WHAT YOU WILL DO: Go through each line of the records below and count those with the word "Judged". Give only the count.

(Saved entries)
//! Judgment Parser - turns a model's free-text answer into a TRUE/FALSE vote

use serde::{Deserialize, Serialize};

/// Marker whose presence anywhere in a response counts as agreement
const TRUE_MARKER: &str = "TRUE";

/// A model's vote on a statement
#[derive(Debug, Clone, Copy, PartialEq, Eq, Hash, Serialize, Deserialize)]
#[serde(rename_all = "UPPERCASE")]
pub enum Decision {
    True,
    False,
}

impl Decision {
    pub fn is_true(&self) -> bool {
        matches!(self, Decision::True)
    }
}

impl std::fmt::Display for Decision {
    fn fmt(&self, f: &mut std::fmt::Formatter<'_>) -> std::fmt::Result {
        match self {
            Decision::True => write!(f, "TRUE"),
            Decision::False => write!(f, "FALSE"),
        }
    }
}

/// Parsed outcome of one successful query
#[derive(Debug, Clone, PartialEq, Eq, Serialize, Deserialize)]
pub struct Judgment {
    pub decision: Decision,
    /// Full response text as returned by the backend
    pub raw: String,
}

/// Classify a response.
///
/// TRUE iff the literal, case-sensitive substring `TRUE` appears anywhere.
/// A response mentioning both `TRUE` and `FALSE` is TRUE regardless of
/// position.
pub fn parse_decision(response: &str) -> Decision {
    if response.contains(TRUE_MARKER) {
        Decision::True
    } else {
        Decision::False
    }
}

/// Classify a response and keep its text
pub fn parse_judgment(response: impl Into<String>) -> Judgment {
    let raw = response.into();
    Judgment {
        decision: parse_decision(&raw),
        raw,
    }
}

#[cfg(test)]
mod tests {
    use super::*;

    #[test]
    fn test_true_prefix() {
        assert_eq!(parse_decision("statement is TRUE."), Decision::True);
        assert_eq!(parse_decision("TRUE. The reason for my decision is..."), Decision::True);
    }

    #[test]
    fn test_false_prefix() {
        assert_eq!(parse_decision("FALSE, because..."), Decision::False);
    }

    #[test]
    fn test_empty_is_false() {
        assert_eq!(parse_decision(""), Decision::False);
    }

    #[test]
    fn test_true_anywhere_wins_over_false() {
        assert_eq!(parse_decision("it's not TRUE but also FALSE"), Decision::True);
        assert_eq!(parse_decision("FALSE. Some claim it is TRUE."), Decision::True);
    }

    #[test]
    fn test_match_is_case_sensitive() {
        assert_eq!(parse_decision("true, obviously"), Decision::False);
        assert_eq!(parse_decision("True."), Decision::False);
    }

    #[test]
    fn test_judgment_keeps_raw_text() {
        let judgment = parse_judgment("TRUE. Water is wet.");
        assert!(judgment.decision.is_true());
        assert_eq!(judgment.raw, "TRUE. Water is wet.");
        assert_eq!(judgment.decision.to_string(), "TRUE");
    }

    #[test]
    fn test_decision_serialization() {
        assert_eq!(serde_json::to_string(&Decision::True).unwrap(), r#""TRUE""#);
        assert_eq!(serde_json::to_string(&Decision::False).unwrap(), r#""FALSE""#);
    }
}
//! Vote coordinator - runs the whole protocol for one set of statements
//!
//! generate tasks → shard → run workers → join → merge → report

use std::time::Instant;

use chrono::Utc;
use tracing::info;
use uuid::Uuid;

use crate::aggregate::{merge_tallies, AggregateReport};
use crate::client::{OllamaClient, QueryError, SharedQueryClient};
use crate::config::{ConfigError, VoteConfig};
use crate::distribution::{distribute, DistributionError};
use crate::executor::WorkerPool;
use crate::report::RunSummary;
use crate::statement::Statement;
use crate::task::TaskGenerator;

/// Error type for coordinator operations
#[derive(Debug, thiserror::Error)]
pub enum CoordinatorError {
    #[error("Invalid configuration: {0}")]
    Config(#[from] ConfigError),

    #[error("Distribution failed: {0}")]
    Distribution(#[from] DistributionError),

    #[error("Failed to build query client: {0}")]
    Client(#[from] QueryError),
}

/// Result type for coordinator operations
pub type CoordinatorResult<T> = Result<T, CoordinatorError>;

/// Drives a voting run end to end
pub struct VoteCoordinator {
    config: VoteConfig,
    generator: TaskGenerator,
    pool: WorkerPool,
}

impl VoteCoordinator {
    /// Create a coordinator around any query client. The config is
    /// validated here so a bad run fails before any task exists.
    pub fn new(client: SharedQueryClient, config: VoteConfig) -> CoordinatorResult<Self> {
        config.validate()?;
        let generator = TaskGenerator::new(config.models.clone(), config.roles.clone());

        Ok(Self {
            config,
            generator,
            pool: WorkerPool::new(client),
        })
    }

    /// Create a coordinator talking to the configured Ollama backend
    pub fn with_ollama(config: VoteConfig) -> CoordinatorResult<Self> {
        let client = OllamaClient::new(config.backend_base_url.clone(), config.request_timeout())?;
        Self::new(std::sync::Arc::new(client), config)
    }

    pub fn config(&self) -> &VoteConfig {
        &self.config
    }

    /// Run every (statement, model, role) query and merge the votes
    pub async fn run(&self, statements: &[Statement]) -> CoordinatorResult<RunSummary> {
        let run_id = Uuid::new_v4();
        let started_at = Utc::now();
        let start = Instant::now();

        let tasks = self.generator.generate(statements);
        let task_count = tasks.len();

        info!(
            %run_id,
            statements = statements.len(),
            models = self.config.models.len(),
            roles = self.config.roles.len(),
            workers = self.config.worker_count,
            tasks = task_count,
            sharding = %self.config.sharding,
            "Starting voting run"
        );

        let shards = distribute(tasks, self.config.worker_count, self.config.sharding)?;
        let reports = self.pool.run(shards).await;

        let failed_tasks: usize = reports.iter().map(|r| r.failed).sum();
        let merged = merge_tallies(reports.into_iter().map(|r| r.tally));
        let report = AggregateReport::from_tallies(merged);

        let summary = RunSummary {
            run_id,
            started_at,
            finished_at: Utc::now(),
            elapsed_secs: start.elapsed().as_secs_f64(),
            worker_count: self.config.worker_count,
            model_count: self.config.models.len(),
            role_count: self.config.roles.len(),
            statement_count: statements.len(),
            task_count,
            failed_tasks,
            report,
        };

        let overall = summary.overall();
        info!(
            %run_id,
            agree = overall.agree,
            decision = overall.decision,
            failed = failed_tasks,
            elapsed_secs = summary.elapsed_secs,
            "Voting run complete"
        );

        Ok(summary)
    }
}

---

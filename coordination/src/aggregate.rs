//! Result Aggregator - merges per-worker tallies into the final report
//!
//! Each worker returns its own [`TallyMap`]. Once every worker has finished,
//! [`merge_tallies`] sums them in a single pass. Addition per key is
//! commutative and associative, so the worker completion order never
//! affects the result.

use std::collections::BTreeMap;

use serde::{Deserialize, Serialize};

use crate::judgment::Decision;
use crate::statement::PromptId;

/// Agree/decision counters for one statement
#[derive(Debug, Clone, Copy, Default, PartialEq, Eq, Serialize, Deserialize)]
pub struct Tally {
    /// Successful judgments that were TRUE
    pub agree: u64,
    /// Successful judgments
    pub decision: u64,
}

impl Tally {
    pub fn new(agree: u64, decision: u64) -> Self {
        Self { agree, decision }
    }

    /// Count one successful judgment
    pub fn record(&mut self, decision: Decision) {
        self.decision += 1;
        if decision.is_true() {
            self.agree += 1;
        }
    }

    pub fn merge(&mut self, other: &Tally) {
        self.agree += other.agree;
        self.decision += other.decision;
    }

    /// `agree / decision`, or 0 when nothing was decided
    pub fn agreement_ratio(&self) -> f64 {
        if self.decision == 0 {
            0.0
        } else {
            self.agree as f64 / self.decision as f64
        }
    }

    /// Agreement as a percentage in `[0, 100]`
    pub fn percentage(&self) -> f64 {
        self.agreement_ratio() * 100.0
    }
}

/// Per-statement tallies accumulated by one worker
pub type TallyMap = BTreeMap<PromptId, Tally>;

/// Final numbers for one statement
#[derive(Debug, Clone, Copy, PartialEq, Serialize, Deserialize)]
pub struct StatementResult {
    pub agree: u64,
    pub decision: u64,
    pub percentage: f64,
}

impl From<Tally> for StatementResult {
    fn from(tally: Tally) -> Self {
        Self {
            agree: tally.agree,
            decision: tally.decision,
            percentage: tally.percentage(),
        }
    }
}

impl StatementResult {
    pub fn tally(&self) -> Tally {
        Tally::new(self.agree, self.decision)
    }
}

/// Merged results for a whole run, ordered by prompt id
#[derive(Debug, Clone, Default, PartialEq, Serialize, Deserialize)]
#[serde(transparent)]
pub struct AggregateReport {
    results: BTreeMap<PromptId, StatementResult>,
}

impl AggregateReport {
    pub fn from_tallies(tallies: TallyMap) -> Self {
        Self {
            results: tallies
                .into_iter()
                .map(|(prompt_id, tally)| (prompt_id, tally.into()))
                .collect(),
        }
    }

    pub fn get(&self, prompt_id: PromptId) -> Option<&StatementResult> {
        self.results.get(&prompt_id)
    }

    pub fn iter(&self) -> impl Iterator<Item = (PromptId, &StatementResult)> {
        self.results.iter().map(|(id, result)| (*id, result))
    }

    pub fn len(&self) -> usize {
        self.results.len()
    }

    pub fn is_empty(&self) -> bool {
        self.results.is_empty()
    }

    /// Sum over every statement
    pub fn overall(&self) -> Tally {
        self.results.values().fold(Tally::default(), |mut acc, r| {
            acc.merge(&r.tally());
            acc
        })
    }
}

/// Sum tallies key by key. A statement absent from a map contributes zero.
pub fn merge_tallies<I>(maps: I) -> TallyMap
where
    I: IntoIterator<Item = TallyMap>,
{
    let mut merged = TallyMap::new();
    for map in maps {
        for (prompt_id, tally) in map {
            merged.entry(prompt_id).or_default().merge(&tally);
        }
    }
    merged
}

* * *

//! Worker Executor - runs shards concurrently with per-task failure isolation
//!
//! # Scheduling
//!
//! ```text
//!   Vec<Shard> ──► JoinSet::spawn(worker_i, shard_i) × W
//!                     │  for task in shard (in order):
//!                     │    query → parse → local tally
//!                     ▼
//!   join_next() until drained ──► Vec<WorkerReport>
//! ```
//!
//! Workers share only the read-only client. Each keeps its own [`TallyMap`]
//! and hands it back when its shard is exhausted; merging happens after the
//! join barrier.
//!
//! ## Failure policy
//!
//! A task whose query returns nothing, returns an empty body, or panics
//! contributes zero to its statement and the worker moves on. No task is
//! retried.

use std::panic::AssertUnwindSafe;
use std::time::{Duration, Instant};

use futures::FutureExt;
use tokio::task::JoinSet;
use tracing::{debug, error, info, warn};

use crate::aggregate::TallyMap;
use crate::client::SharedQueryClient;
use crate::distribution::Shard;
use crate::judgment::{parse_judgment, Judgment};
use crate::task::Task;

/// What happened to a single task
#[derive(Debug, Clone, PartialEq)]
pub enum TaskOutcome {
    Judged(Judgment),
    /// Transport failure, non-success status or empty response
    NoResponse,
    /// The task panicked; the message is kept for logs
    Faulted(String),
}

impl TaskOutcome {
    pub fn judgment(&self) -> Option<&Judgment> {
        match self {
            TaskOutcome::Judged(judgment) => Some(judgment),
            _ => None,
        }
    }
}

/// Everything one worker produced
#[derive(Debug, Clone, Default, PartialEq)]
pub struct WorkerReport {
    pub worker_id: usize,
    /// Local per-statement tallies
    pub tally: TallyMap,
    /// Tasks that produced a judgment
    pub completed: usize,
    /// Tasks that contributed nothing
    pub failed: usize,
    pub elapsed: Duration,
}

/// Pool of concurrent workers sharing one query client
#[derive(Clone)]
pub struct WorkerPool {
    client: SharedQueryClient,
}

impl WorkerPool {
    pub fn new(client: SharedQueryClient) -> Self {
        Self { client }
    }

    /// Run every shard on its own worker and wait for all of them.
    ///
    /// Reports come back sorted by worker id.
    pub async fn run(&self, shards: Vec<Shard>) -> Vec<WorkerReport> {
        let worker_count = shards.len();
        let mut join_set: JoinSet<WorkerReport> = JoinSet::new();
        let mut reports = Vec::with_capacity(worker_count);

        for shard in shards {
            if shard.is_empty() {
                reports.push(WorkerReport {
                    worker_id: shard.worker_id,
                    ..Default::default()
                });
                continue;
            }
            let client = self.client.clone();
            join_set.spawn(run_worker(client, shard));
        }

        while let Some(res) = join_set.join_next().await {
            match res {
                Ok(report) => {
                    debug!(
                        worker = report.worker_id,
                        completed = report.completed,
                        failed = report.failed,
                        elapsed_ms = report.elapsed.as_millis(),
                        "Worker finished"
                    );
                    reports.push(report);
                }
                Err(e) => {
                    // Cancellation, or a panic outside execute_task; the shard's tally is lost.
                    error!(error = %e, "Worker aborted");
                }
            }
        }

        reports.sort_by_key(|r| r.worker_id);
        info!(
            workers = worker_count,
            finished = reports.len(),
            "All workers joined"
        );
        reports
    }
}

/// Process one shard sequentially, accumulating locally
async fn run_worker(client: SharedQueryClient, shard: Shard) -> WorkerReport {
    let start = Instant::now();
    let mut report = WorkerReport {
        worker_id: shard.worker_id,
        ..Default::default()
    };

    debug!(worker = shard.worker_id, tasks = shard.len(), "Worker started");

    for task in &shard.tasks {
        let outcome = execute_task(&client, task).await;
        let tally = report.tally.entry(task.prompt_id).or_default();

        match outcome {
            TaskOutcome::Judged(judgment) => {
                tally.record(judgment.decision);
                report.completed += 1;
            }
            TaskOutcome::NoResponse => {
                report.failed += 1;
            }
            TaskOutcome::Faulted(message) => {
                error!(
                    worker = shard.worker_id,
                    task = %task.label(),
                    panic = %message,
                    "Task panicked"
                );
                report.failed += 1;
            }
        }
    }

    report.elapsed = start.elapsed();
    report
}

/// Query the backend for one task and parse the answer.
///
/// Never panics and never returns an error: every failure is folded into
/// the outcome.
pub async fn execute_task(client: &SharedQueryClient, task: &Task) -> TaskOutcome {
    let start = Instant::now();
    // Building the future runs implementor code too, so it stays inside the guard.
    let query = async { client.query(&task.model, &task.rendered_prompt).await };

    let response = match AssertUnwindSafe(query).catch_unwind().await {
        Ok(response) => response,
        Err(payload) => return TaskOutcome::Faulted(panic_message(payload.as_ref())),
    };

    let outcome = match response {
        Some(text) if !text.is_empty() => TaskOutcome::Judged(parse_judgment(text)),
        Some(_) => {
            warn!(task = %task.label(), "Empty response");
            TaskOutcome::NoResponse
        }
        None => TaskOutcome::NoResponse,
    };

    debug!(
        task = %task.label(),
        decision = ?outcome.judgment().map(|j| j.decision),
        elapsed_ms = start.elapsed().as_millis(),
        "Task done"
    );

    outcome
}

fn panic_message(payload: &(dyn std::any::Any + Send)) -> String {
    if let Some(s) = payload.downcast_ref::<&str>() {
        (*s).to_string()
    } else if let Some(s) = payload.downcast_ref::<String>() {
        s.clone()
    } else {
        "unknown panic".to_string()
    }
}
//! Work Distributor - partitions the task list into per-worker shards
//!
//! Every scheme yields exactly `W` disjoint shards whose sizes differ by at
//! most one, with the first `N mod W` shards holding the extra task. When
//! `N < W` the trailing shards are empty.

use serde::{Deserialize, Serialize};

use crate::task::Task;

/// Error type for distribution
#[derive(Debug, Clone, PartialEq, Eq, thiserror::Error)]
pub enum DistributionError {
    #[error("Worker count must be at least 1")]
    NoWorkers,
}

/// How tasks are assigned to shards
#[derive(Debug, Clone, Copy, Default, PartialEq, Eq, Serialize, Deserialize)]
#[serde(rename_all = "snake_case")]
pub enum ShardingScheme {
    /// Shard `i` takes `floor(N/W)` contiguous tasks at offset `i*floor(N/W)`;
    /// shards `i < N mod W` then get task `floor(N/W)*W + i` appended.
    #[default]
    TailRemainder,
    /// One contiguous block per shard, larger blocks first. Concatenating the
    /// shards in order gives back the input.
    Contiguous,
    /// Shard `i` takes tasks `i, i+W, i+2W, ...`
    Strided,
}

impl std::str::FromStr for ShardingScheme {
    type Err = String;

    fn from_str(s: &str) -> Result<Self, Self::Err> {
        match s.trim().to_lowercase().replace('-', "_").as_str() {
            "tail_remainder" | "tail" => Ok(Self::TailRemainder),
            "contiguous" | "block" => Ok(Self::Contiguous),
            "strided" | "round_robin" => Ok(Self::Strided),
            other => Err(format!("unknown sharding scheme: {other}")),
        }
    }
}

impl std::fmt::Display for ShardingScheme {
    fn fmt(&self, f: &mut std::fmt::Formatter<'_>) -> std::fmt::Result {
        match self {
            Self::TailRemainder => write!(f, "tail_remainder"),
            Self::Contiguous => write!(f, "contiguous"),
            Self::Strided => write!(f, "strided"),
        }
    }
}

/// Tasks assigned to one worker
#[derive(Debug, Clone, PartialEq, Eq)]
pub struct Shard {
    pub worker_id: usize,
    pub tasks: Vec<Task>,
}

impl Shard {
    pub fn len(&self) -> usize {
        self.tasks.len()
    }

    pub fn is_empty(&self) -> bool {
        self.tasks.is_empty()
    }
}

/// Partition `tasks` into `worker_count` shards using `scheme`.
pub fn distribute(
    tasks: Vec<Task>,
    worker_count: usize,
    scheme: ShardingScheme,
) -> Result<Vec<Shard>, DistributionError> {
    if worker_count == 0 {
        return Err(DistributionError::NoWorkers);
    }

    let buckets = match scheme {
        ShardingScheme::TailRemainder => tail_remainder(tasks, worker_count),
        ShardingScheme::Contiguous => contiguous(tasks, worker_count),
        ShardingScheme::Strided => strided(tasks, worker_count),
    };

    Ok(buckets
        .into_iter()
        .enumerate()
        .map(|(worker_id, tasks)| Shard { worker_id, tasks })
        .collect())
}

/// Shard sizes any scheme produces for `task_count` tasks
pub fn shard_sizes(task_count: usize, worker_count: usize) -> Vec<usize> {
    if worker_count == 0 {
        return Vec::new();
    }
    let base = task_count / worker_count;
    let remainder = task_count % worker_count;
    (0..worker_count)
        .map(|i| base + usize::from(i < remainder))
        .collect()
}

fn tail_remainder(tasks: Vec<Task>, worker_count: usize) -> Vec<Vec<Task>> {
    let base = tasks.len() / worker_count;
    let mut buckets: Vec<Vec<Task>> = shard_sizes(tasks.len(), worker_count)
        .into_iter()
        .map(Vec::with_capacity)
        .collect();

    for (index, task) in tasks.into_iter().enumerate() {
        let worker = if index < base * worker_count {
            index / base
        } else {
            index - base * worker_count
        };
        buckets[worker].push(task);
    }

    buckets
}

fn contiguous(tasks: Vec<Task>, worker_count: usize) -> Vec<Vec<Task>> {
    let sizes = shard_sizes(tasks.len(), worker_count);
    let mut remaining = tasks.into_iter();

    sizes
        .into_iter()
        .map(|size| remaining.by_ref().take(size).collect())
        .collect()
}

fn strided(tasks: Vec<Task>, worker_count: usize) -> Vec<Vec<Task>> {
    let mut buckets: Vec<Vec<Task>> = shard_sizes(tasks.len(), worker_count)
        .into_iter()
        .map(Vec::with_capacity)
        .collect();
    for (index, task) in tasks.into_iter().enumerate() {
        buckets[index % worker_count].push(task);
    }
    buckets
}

ANSWER SPACE: 4